Inventory reduction (pengurangan inventori). Ciri dari perusahaan lean manufacturing adalah kesuksesannya dalam pengurangan inventori. Perusahaan yang seperti itu akan mengalami turnover inventori tahunan 100 kali per tahun. Sementara perusahaan lain mengadakan inventori mingguan atau bahkan bulanan, perusahaan lean manufacturing hanya memiliki beberapa hari atau bahkan hanya beberapa jam saja inventori yang tersedia. Tiga masalah umum berikut ini menjelaskan mengapa pengurangan inventori begitu penting.
  1. Inventori berarti biaya atau uang. Hal tersebut adalah suatu investasi dalam bentuk bahan baku, pekerja, dan overhead (ongkos-ongkos tambahan) yang tidak dapat direalisasikan hingga terjual. Inventori juga berarti biaya tersembunyi. Karena harus dipindah-pindahkan dalam pabrik. Harus diurus, disimpan, dan dihitung. Selain itu, inventori juga kehilangan nilai karena menjadi usang.
  2. Inventori juga menyamarkan beberapa masalah produksi. Bottlenecks dan ketidakseimbangan kapasitas dalam proses manufaktur menyebabkan inventori yang sedang dalam proses menjadi titik-titik kemacetan. Inventori juga menyebabkan order para pelanggan dan produksi tidak sinkron.
  3. Kesediaan dalam menjaga inventori bisa menyebabkan overproduksi. Karena berbagai batasan biaya, perusahaan cenderung untuk menghasilkan inventori dalam jumlah besar untuk memanfaatkan alokasi biaya dan menciptakan image efisiensi. Biaya yang sebenarnya dari aktivitas yang tak terlalu bermanfaat ini tersembunyi dalam inventori yang berlebih.
Production flexibility (fleksibiltas produksi).

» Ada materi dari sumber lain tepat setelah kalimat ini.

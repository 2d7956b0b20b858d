//! wellness-e2e - Main Entry Point
//!
//! Runs a named group of Playwright projects against the local development
//! server, refusing to start when the server is not up.

use std::io::Write;
use std::path::PathBuf;

use anyhow::Context;
use clap::Parser;
use tracing::debug;

use wellness_e2e::output::print_error;
use wellness_e2e::{Invocation, RunOptions, RunnerConfig, TestRunner};

/// Wellness app E2E runner
#[derive(Parser, Debug)]
#[command(name = "wellness-e2e")]
#[command(version, about, long_about = None)]
#[command(after_help = "Run `wellness-e2e help` to list the test groups.")]
struct Cli {
    /// Test group to run, or `help` to list groups [default: comprehensive]
    #[arg(allow_hyphen_values = true)]
    command: Option<String>,

    /// Run browsers with a visible window
    #[arg(long)]
    headed: bool,

    /// Step through tests in the Playwright inspector
    #[arg(long)]
    debug: bool,

    /// URL of the running development server
    #[arg(long, env = "WELLNESS_E2E_BASE_URL")]
    base_url: Option<String>,

    /// Reachability probe timeout in milliseconds
    #[arg(long, env = "WELLNESS_E2E_PROBE_TIMEOUT_MS")]
    probe_timeout_ms: Option<u64>,

    /// Runner config file (TOML)
    #[arg(long, env = "WELLNESS_E2E_CONFIG")]
    config: Option<PathBuf>,

    /// Enable verbose output
    #[arg(short, long)]
    verbose: bool,

    /// Additional arguments passed to Playwright unchanged
    #[arg(trailing_var_arg = true, allow_hyphen_values = true)]
    engine_args: Vec<String>,
}

impl Cli {
    /// Config file (if any) with flag and environment overrides applied
    fn runner_config(&self) -> wellness_e2e::E2eResult<RunnerConfig> {
        let mut config = RunnerConfig::load(self.config.as_deref())?;

        if let Some(url) = &self.base_url {
            config.base_url = url.clone();
        }
        if let Some(ms) = self.probe_timeout_ms {
            config.probe_timeout_ms = ms;
        }

        config.validate()?;
        Ok(config)
    }

    /// Take runner flags given after the command back out of `engine_args`.
    ///
    /// `--config` stays with the engine: Playwright has a flag of that name.
    fn reclaim_runner_options(&mut self) -> anyhow::Result<()> {
        let mut args = std::mem::take(&mut self.engine_args).into_iter();
        let mut rest = Vec::new();

        while let Some(arg) = args.next() {
            let (name, inline) = match arg.split_once('=') {
                Some((name, value)) => (name.to_string(), Some(value.to_string())),
                None => (arg.clone(), None),
            };

            match name.as_str() {
                "-v" | "--verbose" if inline.is_none() => self.verbose = true,
                "--base-url" => self.base_url = Some(take_value(&name, inline, &mut args)?),
                "--probe-timeout-ms" => {
                    let value = take_value(&name, inline, &mut args)?;
                    let ms = value
                        .parse()
                        .with_context(|| format!("invalid value '{}' for {}", value, name))?;
                    self.probe_timeout_ms = Some(ms);
                }
                _ => rest.push(arg),
            }
        }

        self.engine_args = rest;
        Ok(())
    }
}

fn take_value(
    name: &str,
    inline: Option<String>,
    args: &mut impl Iterator<Item = String>,
) -> anyhow::Result<String> {
    inline
        .or_else(|| args.next())
        .ok_or_else(|| anyhow::anyhow!("{} requires a value", name))
}

#[tokio::main]
async fn main() -> anyhow::Result<()> {
    let mut cli = match Cli::try_parse() {
        Ok(cli) => cli,
        Err(e) => {
            let code = if e.use_stderr() { 1 } else { 0 };
            e.print()?;
            std::process::exit(code);
        }
    };

    if let Err(e) = cli.reclaim_runner_options() {
        let mut stdout = std::io::stdout();
        print_error(&mut stdout, &format!("{:#}", e))?;
        stdout.flush()?;
        std::process::exit(1);
    }

    // Initialize logging
    let log_level = if cli.verbose { "debug" } else { "info" };
    tracing_subscriber::fmt()
        .with_env_filter(
            tracing_subscriber::EnvFilter::try_from_default_env()
                .unwrap_or_else(|_| tracing_subscriber::EnvFilter::new(log_level)),
        )
        .with_target(false)
        .with_writer(std::io::stderr)
        .init();

    let mut stdout = std::io::stdout();

    let config = match cli.runner_config() {
        Ok(config) => config,
        Err(e) => {
            print_error(&mut stdout, &e.to_string())?;
            stdout.flush()?;
            std::process::exit(1);
        }
    };
    debug!("Runner config: {:?}", config);

    let invocation = Invocation::new(
        cli.command,
        RunOptions {
            headed: cli.headed,
            debug: cli.debug,
        },
        cli.engine_args,
    );

    let runner = TestRunner::new(config);
    let outcome = runner.run(&invocation, &mut stdout).await?;
    stdout.flush()?;

    std::process::exit(outcome.exit_code());
}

Prosedur setup mesin yang lama akan menyebabkan penundaan dalam produksi dan mendorong overproduksi. Perusahaan yang ‘lean’ berusaha untuk mengurangi waktu untuk setup mesin hingga minimum, sehingga memungkinkan produksi produk yang lebih beragam dengan lebih cepat, tanpa mengorbankan efisiensi pada jumlah produksi yang lebih rendah.

Established supplier relations (menciptakan hubungan dengan supplier). Perusahaan yang lean manufacturing harus menciptakan hubungan yang koperatif dengan vendor. Pengiriman yang terlambat, bahan baku yang rusak, atau order yang salah akan menghentikan proses produksi karena model produksi ini tidak membolehkan adanya cadangan inventori.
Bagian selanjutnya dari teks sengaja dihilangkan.